»»
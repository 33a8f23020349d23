//! Opaque version strings.
//!
//! The cache never orders versions. The only question it ever asks is
//! "is the client already at this version?", so the type offers equality
//! and nothing else. The default (empty) value is the initial state:
//! nothing delivered yet.

use std::fmt;

/// Version of a resource or resource type, compared only for equality.
#[derive(Clone, Debug, Default, PartialEq, Eq, Hash)]
pub struct ResourceVersion(String);

impl ResourceVersion {
    /// Wrap a version string.
    #[must_use]
    pub fn new(version: impl Into<String>) -> Self {
        Self(version.into())
    }

    /// Whether this is the initial state (no version assigned yet).
    #[must_use]
    pub fn is_initial(&self) -> bool {
        self.0.is_empty()
    }

    /// The version as a string slice.
    #[must_use]
    pub fn as_str(&self) -> &str {
        &self.0
    }

    /// Whether a client-reported version string is this version.
    #[must_use]
    pub fn matches(&self, reported: &str) -> bool {
        self.0 == reported
    }
}

impl fmt::Display for ResourceVersion {
    fn fmt(&self, f: &mut fmt::Formatter<'_>) -> fmt::Result {
        f.write_str(&self.0)
    }
}

impl From<String> for ResourceVersion {
    fn from(version: String) -> Self {
        Self(version)
    }
}

impl From<&str> for ResourceVersion {
    fn from(version: &str) -> Self {
        Self(version.to_string())
    }
}

impl AsRef<str> for ResourceVersion {
    fn as_ref(&self) -> &str {
        &self.0
    }
}

/// Versions compare directly against the raw strings requests carry.
impl PartialEq<str> for ResourceVersion {
    fn eq(&self, other: &str) -> bool {
        self.0 == other
    }
}

impl PartialEq<&str> for ResourceVersion {
    fn eq(&self, other: &&str) -> bool {
        self.0 == *other
    }
}
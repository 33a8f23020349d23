//! Per-node status: open watch tables and request timestamps.
//!
//! A status entry is created lazily on a node's first watch and removed
//! only by an explicit snapshot clear. Cancelling the last watch keeps the
//! entry so `last_watch_request_time` stays available for diagnostics.

use std::collections::HashMap;
use std::sync::Mutex;
use std::time::SystemTime;

use keel_core::Node;

use crate::types::{DeltaWatch, ResponseWatch};

/// Watch tables and timestamps guarded by the status entry's inner lock.
///
/// Lock order is always cache → status; the cache lock is never taken
/// while a status lock is held.
#[derive(Debug, Default)]
pub(crate) struct StatusState {
    pub(crate) watches: HashMap<u64, ResponseWatch>,
    pub(crate) delta_watches: HashMap<u64, DeltaWatch>,
    pub(crate) last_watch_request_time: Option<SystemTime>,
    pub(crate) last_delta_watch_request_time: Option<SystemTime>,
}

/// Status information for a single node.
///
/// Handed out as `Arc<StatusInfo>` by
/// [`SnapshotCache::get_status_info`](crate::SnapshotCache::get_status_info);
/// accessors take the inner lock briefly, so a held handle never pins the
/// cache lock.
#[derive(Debug)]
pub struct StatusInfo {
    node: Node,
    pub(crate) state: Mutex<StatusState>,
}

impl StatusInfo {
    pub(crate) fn new(node: Node) -> Self {
        Self {
            node,
            state: Mutex::new(StatusState::default()),
        }
    }

    /// The node descriptor this status belongs to.
    #[inline]
    pub fn node(&self) -> &Node {
        &self.node
    }

    /// Number of open state-of-the-world watches.
    pub fn num_watches(&self) -> usize {
        self.state.lock().expect("status lock poisoned").watches.len()
    }

    /// Number of open delta watches.
    pub fn num_delta_watches(&self) -> usize {
        self.state
            .lock()
            .expect("status lock poisoned")
            .delta_watches
            .len()
    }

    /// When the node last opened a state-of-the-world watch.
    pub fn last_watch_request_time(&self) -> Option<SystemTime> {
        self.state
            .lock()
            .expect("status lock poisoned")
            .last_watch_request_time
    }

    /// When the node last opened a delta watch.
    pub fn last_delta_watch_request_time(&self) -> Option<SystemTime> {
        self.state
            .lock()
            .expect("status lock poisoned")
            .last_delta_watch_request_time
    }
}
««
## [Exercise requirements]
Look back over the material above and state how many lines hold the word "world". Write the number and nothing else.

## [Response to this task]
2